For more information, see resource limits for single databases and elastic pools.

Create and manage Hyperscale databases

You can create and manage Hyperscale databases by using the Azure portal, Transact-SQL, PowerShell, and the Azure CLI. For more information, see Quickstart: Create a Hyperscale database.

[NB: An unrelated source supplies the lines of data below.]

//! An HPET driver

use core::{mem::transmute, ptr, time::Duration};

use modular_bitfield::prelude::*;
use utils::{
    id_allocator::{Id, IdAllocator},
    mem::mmio::{MmioArea, Offsetable},
    sync::spinlock::{SpinLock, SpinLockable},
};

use super::{Timer, TimerError};

#[derive(Debug, Clone, Copy, PartialEq)]
pub enum TriggerMode {
    EdgeTriggered = 0b0,
    LevelTriggered = 0b1,
}

#[derive(Debug, Clone, Copy, PartialEq)]
pub enum TimerMode {
    OneShot = 0b0,
    Periodic = 0b1,
}

/// How (and whether) a timer should raise interrupts.
#[derive(Clone, Copy)]
pub enum DeliveryMode {
    /// The timer only drives the comparator; the caller polls `read_main_counter`.
    Polled,
    /// Route the timer through the generic IRQ ISR, tagged with the IO APIC trigger mode to use.
    Interrupt(unsafe extern "C" fn(), TriggerMode),
}

#[derive(Clone, Copy)]
pub struct AdditionalConfig {
    pub receive_interrupts: bool,
    pub delivery_mode: DeliveryMode,
}

struct ReadableRegs;

struct WriteableRegs;

#[bitfield]
#[derive(Clone, Copy)]
#[repr(u64)]
struct GeneralCapabilities {
    rev_id: B8,
    num_tim_cap: B5,
    count_size_cap: B1,
    _reserved: B1,
    leg_route_cap: B1,
    vendor_id: u16,
    counter_clock_period: u32,
}

#[bitfield]
#[derive(Clone, Copy)]
#[repr(u64)]
struct GeneralConfiguration {
    enable: B1,
    legacy_route: B1,
    _reserved1: B62,
}

#[bitfield]
#[derive(Clone, Copy)]
#[repr(u64)]
struct TimerConfiguration {
    _reserved0: B1,
    int_type: B1,
    int_enable: B1,
    timer_type: B1,
    periodic_int_capable: B1,
    size_capable: B1,
    value_set: B1,
    _reserved1: B1,
    timer_32bit_mode: B1,
    int_route: B5,
    fsb_int_enable: B1,
    fsb_int_delivery: B1,
    _reserved2: B16,
    int_route_cap: B32,
}

/// A HPET specific timer
pub struct HpetTimer {
    area: MmioArea<usize, usize, u64>,
    id: Id,
}

pub struct Hpet {
    area: MmioArea<usize, usize, u64>,
    main_clock_period: u64,
    timer_ids: IdAllocator,
}

const NANO_TO_FEMTOSEC: u128 = 1_000_000;

pub static HPET: SpinLock<Hpet> = SpinLock::new(Hpet {
    area: MmioArea::new(ptr::dangling_mut()),
    main_clock_period: 0,
    timer_ids: IdAllocator::uninit(),
});

impl Hpet {
    /// The maximum amount of timers supported by the HPET
    ///
    /// NOTE: This is not a guarantee, but a limit. The hardware might have less (usually it has 3)
    const MAX_TIMER_AMOUNT: u64 = 32;

    /// Converts the time to cycles.
    ///
    /// If the time is not a multiple of the main clock period, it is rounded up to the next
    /// multiple of the main clock period.
    #[inline]
    pub const fn time_to_cycles(&self, time: Duration) -> u64 {
        let diff = (time.as_nanos() * NANO_TO_FEMTOSEC) % (self.main_clock_period as u128);

        (((time.as_nanos() * NANO_TO_FEMTOSEC) + diff) / (self.main_clock_period as u128)) as u64
    }

    /// Set the HPET's interrupt routing mode
    ///
    /// SAFETY: Calling this outside of initialization can cause UB.
    #[inline]
    unsafe fn set_interrupt_routing(&mut self) {
        let capabilities: GeneralCapabilities =
            unsafe { transmute(self.area.read(ReadableRegs::GENERAL_CAPABILITIES)) };
        assert!(
            capabilities.leg_route_cap() == true.into(),
            "HPET: legacy routing not supported"
        );

        let mut config: GeneralConfiguration =
            unsafe { transmute(self.area.read(ReadableRegs::GENERAL_CONFIGURATION)) };
        config.set_legacy_route(true.into());
        unsafe {
            self.area
                .write(WriteableRegs::GENERAL_CONFIGURATION, config.into());
        }
    }

    /// Initialize the HPET
    ///
    /// This enables the HPET, but the IO APIC redirection entry for whichever GSI the HPET is
    /// wired to must be unmasked separately before it can actually deliver an interrupt.
    ///
    /// SAFETY: Writes to MMIO registers; `base` must already be mapped.
    #[inline]
    pub unsafe fn init(base: *mut u64) {
        let mut hpet = HPET.lock();

        *hpet = Hpet::new(base);

        hpet.set_disabled(true);
        unsafe {
            hpet.set_interrupt_routing();
            hpet.area.write(WriteableRegs::MAIN_COUNTER_VALUE, 0);
        }

        hpet.set_disabled(false);
    }

    fn new(base: *mut u64) -> Self {
        let mut hpet = Self {
            area: MmioArea::new(base),
            main_clock_period: 0,
            timer_ids: IdAllocator::uninit(),
        };

        hpet.main_clock_period = {
            let capabilities: GeneralCapabilities =
                unsafe { transmute(hpet.area.read(ReadableRegs::GENERAL_CAPABILITIES)) };
            utils::sanity_assert!(capabilities.counter_clock_period() != 0);
            utils::sanity_assert!(capabilities.counter_clock_period() < 0x5F5E100);

            capabilities.counter_clock_period().into()
        };

        let max_timer_amount = {
            let capabilities: GeneralCapabilities =
                unsafe { transmute(hpet.area.read(ReadableRegs::GENERAL_CAPABILITIES)) };
            let max_timer_index: u64 = capabilities.num_tim_cap().into();
            utils::sanity_assert!(max_timer_index < Self::MAX_TIMER_AMOUNT);
            max_timer_index as usize + 1
        };

        hpet.timer_ids = IdAllocator::new(Id(0)..Id(max_timer_amount));

        hpet
    }

    /// Enable/disable the HPET (halts the main counter, effectively disabling all timers)
    #[inline]
    pub fn set_disabled(&mut self, state: bool) {
        let mut config: GeneralConfiguration =
            unsafe { transmute(self.area.read(ReadableRegs::GENERAL_CONFIGURATION)) };

        config.set_enable((!state).into());

        unsafe {
            self.area
                .write(WriteableRegs::GENERAL_CONFIGURATION, config.into());
        }
    }
}

impl HpetTimer {
    #[must_use]
    pub fn new() -> Result<Self, TimerError> {
        let mut hpet = HPET.lock();

        let base = hpet.area.base();
        let id = hpet
            .timer_ids
            .allocate()
            .map_err(|_| TimerError::NoTimerAvailable)?;

        // TODO: allocate IO APIC redirection entries for timers other than 0
        assert!(id.0 == 0, "HPET: only timer 0 is supported currently");

        Ok(Self {
            area: MmioArea::new(base),
            id,
        })
    }

    /// Check if the timer has fired
    ///
    /// Only valid for level triggered interrupts; edge triggered timers never set the status bit.
    #[inline]
    pub fn get_status(&self) -> bool {
        unsafe {
            let read = self.area.read(ReadableRegs::GENERAL_INTERRUPT_STATUS) & (1 << self.id.0);
            if read != 0 {
                self.area
                    .write(WriteableRegs::GENERAL_INTERRUPT_STATUS, read);

                return true;
            }

            false
        }
    }

    #[inline]
    pub fn read_main_counter(&self) -> u64 {
        unsafe { self.area.read(ReadableRegs::MAIN_COUNTER_VALUE) }
    }

    #[inline]
    const fn config_reg_offset(&self) -> usize {
        0x100 + (0x20 * self.id.0)
    }

    #[inline]
    const fn comparator_reg_offset(&self) -> usize {
        0x108 + (0x20 * self.id.0)
    }

    #[inline]
    pub const fn id(&self) -> Id {
        self.id
    }

    /// Arms the comparator for the given absolute main-counter cycle value,
    /// firing an edge-triggered interrupt on the vector the ISR passed to
    /// the last `configure` call is wired to. Used by the kernel's per-EC
    /// timeout queue, which already thinks in main-counter cycles
    /// (`read_main_counter`'s unit) and needs to reprogram to an exact
    /// deadline rather than a duration relative to "now".
    #[inline]
    pub fn arm_absolute(&mut self, deadline_cycles: u64) {
        let mut config: TimerConfiguration =
            unsafe { transmute(self.area.read(self.config_reg_offset())) };

        unsafe { self.area.write(self.comparator_reg_offset(), deadline_cycles) };

        config.set_timer_type(TimerMode::OneShot as u8);
        config.set_int_enable(true.into());

        unsafe {
            self.area.write(self.config_reg_offset(), config.into());
        }
    }
}

impl Timer for HpetTimer {
    type TimerMode = TimerMode;
    type AdditionalConfig = AdditionalConfig;

    fn configure(
        &mut self,
        time: Duration,
        timer_mode: TimerMode,
        additional_config: AdditionalConfig,
    ) -> Result<u64, TimerError> {
        let hpet = HPET.lock();

        let mut config: TimerConfiguration =
            unsafe { transmute(self.area.read(self.config_reg_offset())) };

        if timer_mode == TimerMode::Periodic && config.periodic_int_capable() == false.into() {
            return Err(TimerError::UnsupportedTimerMode);
        }

        let cycles =
            unsafe { hpet.area.read(ReadableRegs::MAIN_COUNTER_VALUE) + hpet.time_to_cycles(time) };

        drop(hpet);

        unsafe { self.area.write(self.comparator_reg_offset(), cycles) };

        config.set_timer_type(timer_mode as u8);

        if additional_config.receive_interrupts {
            let DeliveryMode::Interrupt(_isr, trigger_mode) = additional_config.delivery_mode
            else {
                return Err(TimerError::UnsupportedTimerMode);
            };

            config.set_int_type(trigger_mode as u8);
            config.set_int_enable(true.into());
        } else {
            config.set_int_enable(false.into());
        }

        unsafe {
            self.area.write(self.config_reg_offset(), config.into());
        }

        Ok(cycles)
    }

    /// Disable this specific timer (just masks the interrupt, so it's effectively disabled)
    fn set_disabled(&mut self, state: bool) {
        let mut config: TimerConfiguration =
            unsafe { transmute(self.area.read(self.config_reg_offset())) };

        config.set_int_enable((!state).into());

        unsafe {
            self.area.write(self.config_reg_offset(), config.into());
        }
    }
}

impl ReadableRegs {
    const GENERAL_CAPABILITIES: usize = 0x0;
    const GENERAL_CONFIGURATION: usize = 0x10;
    const GENERAL_INTERRUPT_STATUS: usize = 0x20;
    const MAIN_COUNTER_VALUE: usize = 0xf0;
}

impl WriteableRegs {
    const GENERAL_CONFIGURATION: usize = 0x10;
    const GENERAL_INTERRUPT_STATUS: usize = 0x20;
    const MAIN_COUNTER_VALUE: usize = 0xf0;
}

unsafe impl Send for Hpet {}
unsafe impl Sync for Hpet {}

unsafe impl Send for HpetTimer {}
unsafe impl Sync for HpetTimer {}

impl SpinLockable for Hpet {}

Operation Details Learn more
Create a Hyperscale database Hyperscale databases are available only by using the vCore-based purchasing model. Find examples to create a Hyperscale database in Quickstart: Create a Hyperscale database in Azure SQL Database.
Convert an existing database to Hyperscale You can convert an existing database to the Azure SQL Database Hyperscale tier. The conversion duration depends on the size of data. For more information, see Convert an existing database to Hyperscale.
Reverse migrate a Hyperscale database to the General Purpose service tier If you previously migrated an existing Azure SQL Database to Hyperscale, you can reverse migrate the database to the General Purpose service tier within 45 days of the original migration to Hyperscale.

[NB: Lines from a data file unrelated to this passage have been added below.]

use crate::{VmExit, Vesselable, VirtTech, fpu_owner, mem, set_fpu_owner, world_switch_kind};

use arch::{
    BASIC_PAGE_SIZE, allocate_pages,
    paging::{Flags, PageSize},
    translate,
    x86_64::{
        X86_64,
        cpu::{
            AmdDr6, AmdDr7, Cr0, Cr2, Cr3, Cr4, Register, Rflags,
            msr::{AmdMsr, Efer, MsrData, rdmsr, wrmsr},
            read_rsp,
        },
        gdt::{Cs, Ds, Es, FullSegmentSelector, Gdt, Ss},
        interrupts::Idt,
    },
};
use captab::ec::Ec;
use logger::*;
use slab::{SlabAllocatable, SlabAllocator};
use utils::{mem::VirtAddr, sync::spinlock::SpinLock};

use alloc::boxed::Box;
use core::ptr::NonNull;
use core::{
    arch::x86_64::__cpuid,
    mem::transmute,
    ops::{Deref, DerefMut},
    ptr,
};
use modular_bitfield::prelude::*;
use utils::{
    collections::id::{Id, tracker::IdTracker},
    mem::memset,
    sanity_assert,
};

mod cpu;

// TODO: Make sure the pages are writeback WB and not writethough WT
// TODO: Make this a box to a dyn or something since we might use VMX or something isntead
static VMCB_ALLOCATOR: SlabAllocator<Vmcb> = SlabAllocator::new();

/// The ASID allocator for the guests.
static ASID_ALLOCATOR: SpinLock<IdTracker> = SpinLock::new(IdTracker::uninit());

/// A ZST to implement the `VirtTech` trait on
pub struct Svm;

If you want to migrate the database to another service tier, such as Business Critical, first reverse migrate to the General Purpose service tier, then change the service tier.
Learn how to reverse migrate from Hyperscale, including the limitations for reverse migration.

Limitations

These limitations currently apply to the Hyperscale service tier. The product team is actively working to remove as many of these limitations as possible.

Issue Description
Shrink is blocked when TDE is disabled Currently, Azure SQL Database Hyperscale doesn't support database and file shrink operations when Transparent Data Encryption (TDE) is disabled.
Restore database from other service tiers You can't restore a non-Hyperscale database as a Hyperscale database. You also can't restore a Hyperscale database as a non-Hyperscale database.

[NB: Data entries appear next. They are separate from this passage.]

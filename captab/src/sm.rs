//! Semaphore: a counting wait object. `up()`/`down()` bookkeeping lives
//! here; actually parking and waking an EC is the scheduler's job, so the
//! two operations return an outcome for the syscall layer to act on rather
//! than blocking by themselves.

use alloc::boxed::Box;
use core::ptr::NonNull;

use slab::{SlabAllocatable, SlabAllocator};
use utils::collections::id::Id;
use utils::collections::linkedlist::LinkedList;
use utils::sync::spinlock::{SpinLock, SpinLockable};

use crate::capability::{Capability, perm};
use crate::ec::Ec;
use crate::error::{KernelError, KernelResult};
use crate::object::{ObjectHeader, ObjectKind};
use crate::pd::Pd;

struct State {
    counter: u64,
    waiters: LinkedList<NonNull<Ec>>,
}

impl SpinLockable for State {}

#[repr(C)]
pub struct Sm {
    header: ObjectHeader,
    state: SpinLock<State>,
}

unsafe impl Send for Sm {}
unsafe impl Sync for Sm {}

impl SlabAllocatable for Sm {}

static SM_SLAB: SlabAllocator<Sm> = SlabAllocator::new();

/// What the caller of [`Sm::down`] must do next.
#[derive(Debug, PartialEq, Eq)]
pub enum DownOutcome {
    /// The counter was non-zero and has been decremented; the caller may
    /// proceed immediately.
    Acquired,
    /// The counter was zero; `ec` has been queued and the caller must
    /// block it via the scheduler.
    Blocked,
}

impl Sm {
    fn new(initial: u64) -> Self {
        Self {
            header: ObjectHeader::new(ObjectKind::Sm),
            state: SpinLock::new(State {
                counter: initial,
                waiters: LinkedList::new(),
            }),
        }
    }

    pub fn header(&self) -> &ObjectHeader {
        &self.header
    }

    /// Increments the counter, or — if a waiter is parked — hands the
    /// increment straight to the oldest waiter and returns it so the
    /// caller can wake it.
    pub fn up(&self) -> Option<NonNull<Ec>> {
        let mut state = self.state.lock();
        if let Some(ec) = state.waiters.pop_front() {
            return Some(ec);
        }
        state.counter += 1;
        None
    }

    /// Attempts to decrement the counter; parks `ec` if it is already
    /// zero.
    pub fn down(&self, ec: NonNull<Ec>) -> DownOutcome {
        let mut state = self.state.lock();
        if state.counter > 0 {
            state.counter -= 1;
            DownOutcome::Acquired
        } else {
            state.waiters.push_back(ec);
            DownOutcome::Blocked
        }
    }

    pub fn counter(&self) -> u64 {
        self.state.lock().counter
    }

    /// Pulls `ec` out of the waiter queue if it is still parked there.
    /// Returns `false` if `ec` already left (a racing `up()` matched it
    /// first), in which case the caller must not treat it as timed out.
    /// Used by the timer's timeout handler (spec §4.I) to retire an
    /// expired EC before it can be handed a stale counter increment.
    pub fn remove_waiter(&self, ec: NonNull<Ec>) -> bool {
        let mut state = self.state.lock();
        let Some(index) = state.waiters.iter().position(|&waiting| waiting == ec) else {
            return false;
        };
        if let Some(node) = state.waiters.remove_at_node(index) {
            drop(unsafe { alloc::boxed::Box::from_raw(node.as_ptr()) });
        }
        true
    }
}

/// Creates a semaphore with the given initial counter value and publishes
/// a capability to it at `dst_sel`.
pub fn create_sm(
    requestor: &Pd,
    requestor_sel: Id,
    dst_sel: Id,
    initial: u64,
) -> KernelResult<()> {
    if !requestor.obj_space.lookup(dst_sel).is_null() {
        return Err(KernelError::BadCap);
    }

    requestor
        .obj_space
        .lookup(requestor_sel)
        .validate(ObjectKind::Pd, perm::PD)?;

    let boxed = Box::try_new_in(Sm::new(initial), &SM_SLAB).map_err(|_| KernelError::MemObj)?;
    let ptr = NonNull::from(Box::leak(boxed));

    let cap = Capability::new(ptr.cast(), perm::CTRL_UP | perm::CTRL_DOWN);
    requestor.obj_space.publish(dst_sel, cap)?;
    logger::debug!("captab: created SM at sel {} (initial {initial})", dst_sel.0);
    Ok(())
}

/// # Safety
/// `ptr` must point at an `Sm` allocated by [`create_sm`] whose refcount
/// has just reached zero, and its waiter list must be empty.
pub unsafe fn destroy_sm(ptr: NonNull<Sm>) {
    struct SendPtr(NonNull<Sm>);
    unsafe impl Send for SendPtr {}
    let ptr = SendPtr(ptr);

    crate::rcu::defer(move || {
        drop(unsafe { Box::from_raw_in(ptr.0.as_ptr(), &SM_SLAB) });
    });
}

#[cfg(test)]
mod tests {
    use super::*;
    use crate::object::EcSubKind;

    fn dummy_ec() -> NonNull<Ec> {
        let pd = NonNull::from(Box::leak(Box::new(Pd::new())));
        let ec = Box::leak(Box::new(Ec::new(pd, EcSubKind::Local, 0, None)));
        NonNull::from(ec)
    }

    #[test]
    fn down_succeeds_when_counter_positive() {
        let sm = Sm::new(1);
        assert_eq!(sm.down(dummy_ec()), DownOutcome::Acquired);
        assert_eq!(sm.counter(), 0);
    }

    #[test]
    fn down_blocks_when_counter_zero() {
        let sm = Sm::new(0);
        assert_eq!(sm.down(dummy_ec()), DownOutcome::Blocked);
    }

    #[test]
    fn up_wakes_a_waiter_instead_of_incrementing() {
        let sm = Sm::new(0);
        let ec = dummy_ec();
        assert_eq!(sm.down(ec), DownOutcome::Blocked);

        let woken = sm.up();
        assert_eq!(woken, Some(ec));
        assert_eq!(sm.counter(), 0);
    }

    #[test]
    fn up_increments_when_no_waiters() {
        let sm = Sm::new(0);
        assert!(sm.up().is_none());
        assert_eq!(sm.counter(), 1);
    }

    #[test]
    fn remove_waiter_retires_a_parked_ec() {
        let sm = Sm::new(0);
        let ec = dummy_ec();
        assert_eq!(sm.down(ec), DownOutcome::Blocked);

        assert!(sm.remove_waiter(ec));
        assert!(sm.up().is_none());
        assert_eq!(sm.counter(), 1);
    }

    #[test]
    fn remove_waiter_is_false_once_already_woken() {
        let sm = Sm::new(0);
        let ec = dummy_ec();
        assert_eq!(sm.down(ec), DownOutcome::Blocked);

        assert_eq!(sm.up(), Some(ec));
        assert!(!sm.remove_waiter(ec));
    }
}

For databases migrated to Hyperscale from other Azure SQL Database service tiers, pre-migration backups are kept for the duration of the backup retention period of the source database, including long-term retention policies. You can restore a pre-migration backup within the backup retention period of the database via the command line. You can restore these backups to any non-Hyperscale service tier.
Migration of databases with In-Memory OLTP objects Hyperscale supports a subset of In-Memory OLTP objects, including memory-optimized table types, table variables, and natively compiled modules. However, when any In-Memory OLTP objects are present in the database being migrated, migration from Premium and Business Critical service tiers to Hyperscale isn't supported. To migrate such a database to Hyperscale, you must drop all In-Memory OLTP objects and their dependencies. After the database is migrated, you can recreate these objects. Durable and non-durable memory-optimized tables aren't currently supported in Hyperscale and must be changed to disk tables.
Database integrity check DBCC CHECKDB isn't currently supported for Hyperscale databases. As a workaround, use DBCC CHECKTABLE ('TableName') WITH TABLOCK and DBCC CHECKFILEGROUP WITH TABLOCK. For details on data integrity management in Azure SQL Database, see Data Integrity in Azure SQL Database.
Elastic Jobs Using a Hyperscale database as the Job database isn't supported. However, elastic jobs can target Hyperscale databases in the same way as any other database in Azure SQL Database.
Data Sync Using a Hyperscale database as a Hub or Sync Metadata database isn't supported. However, a Hyperscale database can be a member database in a Data Sync topology.
Hyperscale service tier premium-series hardware Premium-series and memory-optimized premium-series hardware doesn't currently support the serverless compute tier. Serverless is only supported on Standard-series (Gen5) hardware.
Regional availability Hyperscale service tier premium-series and premium-series memory-optimized hardware is available in limited Azure regions. For a list, see Hyperscale premium-series availability.